OpenCV-Python中的简单数字识别OCR

本文翻译自:Simple Digit Recognition OCR in OpenCV-Python

I am trying to implement a "Digit Recognition OCR" in OpenCV-Python (cv2). 我正在尝试在OpenCV-Python(cv2)中实现“数字识别OCR”。 It is just for learning purposes. 它仅用于学习目的。 I would like to learn both KNearest and SVM features in OpenCV. 我想在OpenCV中学习KNearest和SVM功能。

I have 100 samples (ie images) of each digit. 我有每个数字的100个样本(即图像)。 I would like to train with them. 我想和他们一起训练。

There is a sample letter_recog.py that comes with OpenCV sample. OpenCV示例附带了一个示例letter_recog.py But I still couldn't figure out on how to use it. 但我仍然无法弄清楚如何使用它。 I don't understand what are the samples, responses etc. Also, it loads a txt file at first, which I didn't understand first. 我不明白什么是样本,响应等。另外,它首先加载一个txt文件,我首先不明白。

Later on searching a little bit, I could find a letter_recognition.data in cpp samples. 稍后搜索一下,我可以在cpp示例中找到一个letter_recognition.data。 I used it and made a code for cv2.KNearest in the model of letter_recog.py (just for testing): 我使用它并在letter_recog.py模型中为cv2.KNearest创建了一个代码(仅用于测试):

import numpy as np
import cv2

fn = 'letter-recognition.data'
a = np.loadtxt(fn, np.float32, delimiter=',', converters={ 0 : lambda ch : ord(ch)-ord('A') })
samples, responses = a[:,1:], a[:,0]

model = cv2.KNearest()
retval = model.train(samples,responses)
retval, results, neigh_resp, dists = model.find_nearest(samples, k = 10)
print results.ravel()

It gave me an array of size 20000, I don't understand what it is. 它给了我一个20000的数组,我不明白它是什么。

Questions: 问题:

1) What is letter_recognition.data file? 1)letter_recognition.data文件是什么? How to build that file from my own data set? 如何从我自己的数据集构建该文件?

2) What does results.reval() denote? 2) results.reval()表示什么?

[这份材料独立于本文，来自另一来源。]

// ==========================================
// 成绩核算与评审引擎 - 引擎层事件发布
// ==========================================
// 职责: 定义状态迁移事件发布 trait, 供审计/导出方订阅
// 说明: Engine 层定义 trait, 外部协作方实现适配器
// ==========================================

use serde::{Deserialize, Serialize};
use std::error::Error;
use std::sync::Arc;

// ==========================================
// 事件类型
// ==========================================

/// 台账与评审事件类型
#[derive(Debug, Clone, Copy, PartialEq, Eq, Serialize, Deserialize)]
pub enum LedgerEventType {
    /// 排考 (新建草稿记录)
    EvaluationScheduled,
    /// 录入/修改成绩
    ScoreRecorded,
    /// 批量校验通过
    RecordsValidated,
    /// 批量锁定
    RecordsLocked,
    /// 批量解锁 (管理员干预)
    RecordsUnlocked,
    /// 批量导入完成
    ScoresImported,
    /// 会议状态变更
    SessionStatusChanged,
    /// 开案
    CaseOpened,
    /// 投票
    VoteCast,
    /// 案例裁定
    CaseFinalized,
}

impl LedgerEventType {
    /// 转换为字符串标识
    pub fn as_str(&self) -> &str {
        match self {
            LedgerEventType::EvaluationScheduled => "EvaluationScheduled",
            LedgerEventType::ScoreRecorded => "ScoreRecorded",
            LedgerEventType::RecordsValidated => "RecordsValidated",
            LedgerEventType::RecordsLocked => "RecordsLocked",
            LedgerEventType::RecordsUnlocked => "RecordsUnlocked",
            LedgerEventType::ScoresImported => "ScoresImported",
            LedgerEventType::SessionStatusChanged => "SessionStatusChanged",
            LedgerEventType::CaseOpened => "CaseOpened",
            LedgerEventType::VoteCast => "VoteCast",
            LedgerEventType::CaseFinalized => "CaseFinalized",
        }
    }
}

/// 状态迁移事件
#[derive(Debug, Clone, Serialize, Deserialize)]
pub struct LedgerEvent {
    /// 考试季或评审会议 ID
    pub session_id: String,
    pub event_type: LedgerEventType,
    pub actor: String,
    /// 受影响对象 (成绩记录键 / 案例 ID)
    pub affected: Vec<String>,
    pub detail: Option<String>,
}

impl LedgerEvent {
    pub fn new(
        session_id: impl Into<String>,
        event_type: LedgerEventType,
        actor: impl Into<String>,
        affected: Vec<String>,
    ) -> Self {
        Self {
            session_id: session_id.into(),
            event_type,
            actor: actor.into(),
            affected,
            detail: None,
        }
    }

    pub fn with_detail(mut self, detail: impl Into<String>) -> Self {
        self.detail = Some(detail.into());
        self
    }
}

// ==========================================
// 事件发布 Trait
// ==========================================

/// 事件发布者 Trait
///
/// # 返回
/// - `Ok(id)`: 下游分配的 ID（如果支持）或空字符串
/// - `Err`: 发布失败 (调用方记录 warn, 不回滚已提交的迁移)
pub trait LedgerEventPublisher: Send + Sync {
    fn publish(&self, event: LedgerEvent) -> Result<String, Box<dyn Error + Send + Sync>>;
}

/// 空操作事件发布者
///
/// 用于不需要事件发布的场景（如单元测试）
#[derive(Debug, Clone, Default)]
pub struct NoOpEventPublisher;

impl LedgerEventPublisher for NoOpEventPublisher {
    fn publish(&self, event: LedgerEvent) -> Result<String, Box<dyn Error + Send + Sync>> {
        tracing::debug!(
            "NoOpEventPublisher: 跳过事件发布 - session_id={}, event_type={}",
            event.session_id,
            event.event_type.as_str()
        );
        Ok(String::new())
    }
}

/// 可选的事件发布者包装
///
/// 简化 Option<Arc<dyn LedgerEventPublisher>> 的使用
#[derive(Clone)]
pub struct OptionalEventPublisher {
    inner: Option<Arc<dyn LedgerEventPublisher>>,
}

impl OptionalEventPublisher {
    /// 创建带发布者的实例
    pub fn with_publisher(publisher: Arc<dyn LedgerEventPublisher>) -> Self {
        Self {
            inner: Some(publisher),
        }
    }

    /// 创建空实例（不发布事件）
    pub fn none() -> Self {
        Self { inner: None }
    }

    /// 发布事件; 失败只记录日志
    pub fn publish(&self, event: LedgerEvent) {
        let Some(publisher) = &self.inner else {
            tracing::debug!(
                "OptionalEventPublisher: 未配置发布者，跳过事件 - session_id={}, event_type={}",
                event.session_id,
                event.event_type.as_str()
            );
            return;
        };

        let event_type = event.event_type;
        if let Err(e) = publisher.publish(event) {
            tracing::warn!(event_type = event_type.as_str(), error = %e, "事件发布失败");
        }
    }

    /// 检查是否配置了发布者
    pub fn is_configured(&self) -> bool {
        self.inner.is_some()
    }
}

impl Default for OptionalEventPublisher {
    fn default() -> Self {
        Self::none()
    }
}

#[cfg(test)]
mod tests {
    use super::*;
    use std::sync::Mutex;

    #[derive(Default)]
    struct RecordingPublisher {
        events: Mutex<Vec<LedgerEvent>>,
    }

    impl LedgerEventPublisher for RecordingPublisher {
        fn publish(&self, event: LedgerEvent) -> Result<String, Box<dyn Error + Send + Sync>> {
            self.events.lock().unwrap().push(event);
            Ok("evt-1".to_string())
        }
    }

    struct FailingPublisher;

    impl LedgerEventPublisher for FailingPublisher {
        fn publish(&self, _event: LedgerEvent) -> Result<String, Box<dyn Error + Send + Sync>> {
            Err("queue unavailable".into())
        }
    }

    #[test]
    fn test_noop_publisher() {
        let event = LedgerEvent::new("S1", LedgerEventType::RecordsLocked, "registrar", vec![]);
        let result = NoOpEventPublisher.publish(event);
        assert!(result.unwrap().is_empty());
    }

    #[test]
    fn test_optional_publisher_forwards() {
        let recorder = Arc::new(RecordingPublisher::default());
        let publisher = OptionalEventPublisher::with_publisher(recorder.clone());
        assert!(publisher.is_configured());

        publisher.publish(
            LedgerEvent::new("S1", LedgerEventType::VoteCast, "alice", vec!["C1".into()])
                .with_detail("APPROVE"),
        );

        let events = recorder.events.lock().unwrap();
        assert_eq!(events.len(), 1);
        assert_eq!(events[0].detail.as_deref(), Some("APPROVE"));
    }

    #[test]
    fn test_optional_publisher_swallows_failures() {
        let publisher = OptionalEventPublisher::with_publisher(Arc::new(FailingPublisher));
        publisher.publish(LedgerEvent::new("S1", LedgerEventType::ScoreRecorded, "t", vec![]));

        assert!(!OptionalEventPublisher::none().is_configured());
    }
}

3) How we can write a simple digit recognition tool using letter_recognition.data file (either KNearest or SVM)? 3)我们如何使用letter_recognition.data文件(KNearest或SVM)编写简单的数字识别工具?


#1楼

参考:https://stackoom.com/question/dUo4/OpenCV-Python中的简单数字识别OCR


#2楼

For those who interested in C++ code can refer below code. 对于那些对C ++代码感兴趣的人可以参考下面的代码。 Thanks Abid Rahman for the nice explanation. 感谢Abid Rahman的好解释。


The procedure is same as above but, the contour finding uses only first hierarchy level contour, so that the algorithm uses only outer contour for each digit. 该过程与上述相同,但轮廓查找仅使用第一层级轮廓,因此算法仅对每个数字使用外轮廓。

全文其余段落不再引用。